[Start of Attachment]

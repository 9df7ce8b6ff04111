//! GraphQL client for the minimart backend.
//!
//! Results of queries are kept in a store keyed by operation and variables so
//! repeated page loads do not refetch. The store is dropped wholesale after a
//! successful purchase.

use std::collections::HashMap;

use async_trait::async_trait;
use serde::de::DeserializeOwned;
use serde_json::{json, Value};
use tokio::sync::Mutex;
use tracing::{event, Level};

use crate::{domain::{CartSnapshot, VoucherRequest}, error::ClientError, repositories::VoucherRequestRepository};

pub const CONFIRM_SHOPPING_CART: &str = "mutation ConfirmShoppingCart($shoppingCart: [CartItemInput!]!) {
  confirmShoppingCart(shoppingCart: $shoppingCart)
}";

pub const GET_VOUCHER_REQUESTS: &str = "query GetVoucherRequests {
  voucherRequests {
    requestId
    userName
    taskDescription
    voucherAmount
    requestDate
    responseDate
    status
  }
}";

/// The network collaborator used by checkout.
#[async_trait]
pub trait PurchaseClient {
    async fn confirm_purchase(&self, snapshot: &CartSnapshot) -> Result<Value, ClientError>;
    async fn reset_store(&self);
}

pub struct GraphQlClient {
    http: reqwest::Client,
    endpoint: String,
    store: Mutex<HashMap<String, Value>>,
}

impl GraphQlClient {
    pub fn new(endpoint: &str) -> Self {
        GraphQlClient {
            http: reqwest::Client::new(),
            endpoint: endpoint.to_string(),
            store: Mutex::new(HashMap::new()),
        }
    }

    pub fn endpoint(&self) -> &str {
        &self.endpoint
    }

    async fn execute(&self, operation: &str, variables: Value) -> Result<Value, ClientError> {
        let body = self
            .http
            .post(&self.endpoint)
            .json(&json!({ "query": operation, "variables": variables }))
            .send()
            .await?
            .error_for_status()?
            .json::<Value>()
            .await?;

        extract_data(body)
    }

    /// Runs a query, serving it from the store when already fetched.
    pub async fn query<T: DeserializeOwned>(&self, operation: &str, variables: Value, field: &str) -> Result<T, ClientError> {
        let key = store_key(operation, &variables);

        let cached = self.store.lock().await.get(&key).cloned();
        let data = match cached {
            Some(data) => {
                event!(Level::DEBUG, "serving {} from store", field);
                data
            },
            None => {
                let data = self.execute(operation, variables).await?;
                self.store.lock().await.insert(key, data.clone());
                data
            }
        };

        select_field(data, field)
    }

    pub async fn stored_entries(&self) -> usize {
        self.store.lock().await.len()
    }
}

#[async_trait]
impl PurchaseClient for GraphQlClient {
    async fn confirm_purchase(&self, snapshot: &CartSnapshot) -> Result<Value, ClientError> {
        let data = self
            .execute(CONFIRM_SHOPPING_CART, json!({ "shoppingCart": snapshot }))
            .await?;

        select_field(data, "confirmShoppingCart")
    }

    async fn reset_store(&self) {
        let mut lock = self.store.lock().await;
        event!(Level::DEBUG, "resetting store with {} entries", lock.len());
        lock.clear();
    }
}

/// Voucher requests read through the GraphQL backend.
pub struct GraphQlVoucherRequestRepository {
    client: std::sync::Arc<GraphQlClient>,
}

impl GraphQlVoucherRequestRepository {
    pub fn new(client: std::sync::Arc<GraphQlClient>) -> Self {
        GraphQlVoucherRequestRepository { client: client }
    }
}

#[async_trait]
impl VoucherRequestRepository for GraphQlVoucherRequestRepository {
    async fn read_all(&self) -> Result<Vec<VoucherRequest>, String> {
        self.client
            .query(GET_VOUCHER_REQUESTS, json!({}), "voucherRequests")
            .await
            .map_err(|e| e.to_string())
    }

    async fn replace_all(&self, _requests: Vec<VoucherRequest>) -> Result<(), String> {
        Err(String::from("Voucher requests are owned by the backend and cannot be replaced"))
    }
}

fn store_key(operation: &str, variables: &Value) -> String {
    format!("{}|{}", operation, variables)
}

/// Splits a GraphQL response body into its data or its joined error messages.
fn extract_data(body: Value) -> Result<Value, ClientError> {
    if let Some(errors) = body.get("errors").and_then(Value::as_array) {
        if !errors.is_empty() {
            let message = errors
                .iter()
                .filter_map(|e| e.get("message").and_then(Value::as_str))
                .collect::<Vec<&str>>()
                .join("; ");
            return Err(ClientError::GraphQl(message));
        }
    }

    match body.get("data") {
        Some(data) if !data.is_null() => Ok(data.clone()),
        _ => Err(ClientError::MalformedResponse(String::from("response has no data"))),
    }
}

fn select_field<T: DeserializeOwned>(data: Value, field: &str) -> Result<T, ClientError> {
    match data.get(field) {
        Some(value) => serde_json::from_value(value.clone())
            .map_err(|e| ClientError::MalformedResponse(format!("{}: {}", field, e))),
        None => Err(ClientError::MalformedResponse(format!("missing field {}", field))),
    }
}

#[cfg(test)]
mod tests {
    use super::*;

    #[test]
    fn graphql_errors_become_client_errors() {
        let body = json!({ "data": null, "errors": [{ "message": "Not enough vouchers" }, { "message": "try later" }] });

        match extract_data(body) {
            Err(ClientError::GraphQl(msg)) => assert_eq!(msg, "Not enough vouchers; try later"),
            other => panic!("unexpected {:?}", other),
        }
    }

    #[test]
    fn missing_data_is_malformed() {
        assert!(matches!(extract_data(json!({})), Err(ClientError::MalformedResponse(_))));
    }

    #[test]
    fn selects_typed_field() {
        let data = extract_data(json!({ "data": { "confirmShoppingCart": true } })).unwrap();
        let confirmed: bool = select_field(data, "confirmShoppingCart").unwrap();

        assert!(confirmed);
    }

    #[tokio::test]
    async fn reset_store_drops_cached_results() {
        let client = GraphQlClient::new("http://localhost:4000/graphql");
        client
            .store
            .lock()
            .await
            .insert(store_key(GET_VOUCHER_REQUESTS, &json!({})), json!({ "voucherRequests": [] }));

        let cached: Vec<VoucherRequest> = client.query(GET_VOUCHER_REQUESTS, json!({}), "voucherRequests").await.unwrap();
        assert!(cached.is_empty());

        client.reset_store().await;
        assert_eq!(client.stored_entries().await, 0);
    }

    #[test]
    fn snapshot_serializes_as_plain_list() {
        let snapshot = CartSnapshot::capture(&[crate::domain::CartItem {
            product: crate::domain::tests::product("chips", 3),
            quantity: 2,
        }]);
        let variables = json!({ "shoppingCart": snapshot });

        assert_eq!(variables["shoppingCart"][0]["quantity"], 2);
        assert_eq!(variables["shoppingCart"][0]["product"]["name"], "chips");
    }
}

[End of Attachment]

Task description → Copy the listing above. Match every line exactly.

Written solution →
repository 9df7ce8b6ff04111
//! GraphQL client for the minimart backend.
//!
//! Results of queries are kept in a store keyed by operation and variables so
//! repeated page loads do not refetch. The store is dropped wholesale after a
//! successful purchase.

use std::collections::HashMap;

use async_trait::async_trait;
use serde::de::DeserializeOwned;
use serde_json::{json, Value};
use tokio::sync::Mutex;
use tracing::{event, Level};

use crate::{domain::{CartSnapshot, VoucherRequest}, error::ClientError, repositories::VoucherRequestRepository};

pub const CONFIRM_SHOPPING_CART: &str = "mutation ConfirmShoppingCart($shoppingCart: [CartItemInput!]!) {
  confirmShoppingCart(shoppingCart: $shoppingCart)
}";

pub const GET_VOUCHER_REQUESTS: &str = "query GetVoucherRequests {
  voucherRequests {
    requestId
    userName
    taskDescription
    voucherAmount
    requestDate
    responseDate
    status
  }
}";

/// The network collaborator used by checkout.
#[async_trait]
pub trait PurchaseClient {
    async fn confirm_purchase(&self, snapshot: &CartSnapshot) -> Result<Value, ClientError>;
    async fn reset_store(&self);
}

pub struct GraphQlClient {
    http: reqwest::Client,
    endpoint: String,
    store: Mutex<HashMap<String, Value>>,
}

impl GraphQlClient {
    pub fn new(endpoint: &str) -> Self {
        GraphQlClient {
            http: reqwest::Client::new(),
            endpoint: endpoint.to_string(),
            store: Mutex::new(HashMap::new()),
        }
    }

    pub fn endpoint(&self) -> &str {
        &self.endpoint
    }

    async fn execute(&self, operation: &str, variables: Value) -> Result<Value, ClientError> {
        let body = self
            .http
            .post(&self.endpoint)
            .json(&json!({ "query": operation, "variables": variables }))
            .send()
            .await?
            .error_for_status()?
            .json::<Value>()
            .await?;

        extract_data(body)
    }

    /// Runs a query, serving it from the store when already fetched.
    pub async fn query<T: DeserializeOwned>(&self, operation: &str, variables: Value, field: &str) -> Result<T, ClientError> {
        let key = store_key(operation, &variables);

        let cached = self.store.lock().await.get(&key).cloned();
        let data = match cached {
            Some(data) => {
                event!(Level::DEBUG, "serving {} from store", field);
                data
            },
            None => {
                let data = self.execute(operation, variables).await?;
                self.store.lock().await.insert(key, data.clone());
                data
            }
        };

        select_field(data, field)
    }

    pub async fn stored_entries(&self) -> usize {
        self.store.lock().await.len()
    }
}

#[async_trait]
impl PurchaseClient for GraphQlClient {
    async fn confirm_purchase(&self, snapshot: &CartSnapshot) -> Result<Value, ClientError> {
        let data = self
            .execute(CONFIRM_SHOPPING_CART, json!({ "shoppingCart": snapshot }))
            .await?;

        select_field(data, "confirmShoppingCart")
    }

    async fn reset_store(&self) {
        let mut lock = self.store.lock().await;
        event!(Level::DEBUG, "resetting store with {} entries", lock.len());
        lock.clear();
    }
}

/// Voucher requests read through the GraphQL backend.
pub struct GraphQlVoucherRequestRepository {
    client: std::sync::Arc<GraphQlClient>,
}

impl GraphQlVoucherRequestRepository {
    pub fn new(client: std::sync::Arc<GraphQlClient>) -> Self {
        GraphQlVoucherRequestRepository { client: client }
    }
}

#[async_trait]
impl VoucherRequestRepository for GraphQlVoucherRequestRepository {
    async fn read_all(&self) -> Result<Vec<VoucherRequest>, String> {
        self.client
            .query(GET_VOUCHER_REQUESTS, json!({}), "voucherRequests")
            .await
            .map_err(|e| e.to_string())
    }

    async fn replace_all(&self, _requests: Vec<VoucherRequest>) -> Result<(), String> {
        Err(String::from("Voucher requests are owned by the backend and cannot be replaced"))
    }
}

fn store_key(operation: &str, variables: &Value) -> String {
    format!("{}|{}", operation, variables)
}

/// Splits a GraphQL response body into its data or its joined error messages.
fn extract_data(body: Value) -> Result<Value, ClientError> {
    if let Some(errors) = body.get("errors").and_then(Value::as_array) {
        if !errors.is_empty() {
            let message = errors
                .iter()
                .filter_map(|e| e.get("message").and_then(Value::as_str))
                .collect::<Vec<&str>>()
                .join("; ");
            return Err(ClientError::GraphQl(message));
        }
    }

    match body.get("data") {
        Some(data) if !data.is_null() => Ok(data.clone()),
        _ => Err(ClientError::MalformedResponse(String::from("response has no data"))),
    }
}

fn select_field<T: DeserializeOwned>(data: Value, field: &str) -> Result<T, ClientError> {
    match data.get(field) {
        Some(value) => serde_json::from_value(value.clone())
            .map_err(|e| ClientError::MalformedResponse(format!("{}: {}", field, e))),
        None => Err(ClientError::MalformedResponse(format!("missing field {}", field))),
    }
}

#[cfg(test)]
mod tests {
    use super::*;

    #[test]
    fn graphql_errors_become_client_errors() {
        let body = json!({ "data": null, "errors": [{ "message": "Not enough vouchers" }, { "message": "try later" }] });

        match extract_data(body) {
            Err(ClientError::GraphQl(msg)) => assert_eq!(msg, "Not enough vouchers; try later"),
            other => panic!("unexpected {:?}", other),
        }
    }

    #[test]
    fn missing_data_is_malformed() {
        assert!(matches!(extract_data(json!({})), Err(ClientError::MalformedResponse(_))));
    }

    #[test]
    fn selects_typed_field() {
        let data = extract_data(json!({ "data": { "confirmShoppingCart": true } })).unwrap();
        let confirmed: bool = select_field(data, "confirmShoppingCart").unwrap();

        assert!(confirmed);
    }

    #[tokio::test]
    async fn reset_store_drops_cached_results() {
        let client = GraphQlClient::new("http://localhost:4000/graphql");
        client
            .store
            .lock()
            .await
            .insert(store_key(GET_VOUCHER_REQUESTS, &json!({})), json!({ "voucherRequests": [] }));

        let cached: Vec<VoucherRequest> = client.query(GET_VOUCHER_REQUESTS, json!({}), "voucherRequests").await.unwrap();
        assert!(cached.is_empty());

        client.reset_store().await;
        assert_eq!(client.stored_entries().await, 0);
    }

    #[test]
    fn snapshot_serializes_as_plain_list() {
        let snapshot = CartSnapshot::capture(&[crate::domain::CartItem {
            product: crate::domain::tests::product("chips", 3),
            quantity: 2,
        }]);
        let variables = json!({ "shoppingCart": snapshot });

        assert_eq!(variables["shoppingCart"][0]["quantity"], 2);
        assert_eq!(variables["shoppingCart"][0]["product"]["name"], "chips");
    }
}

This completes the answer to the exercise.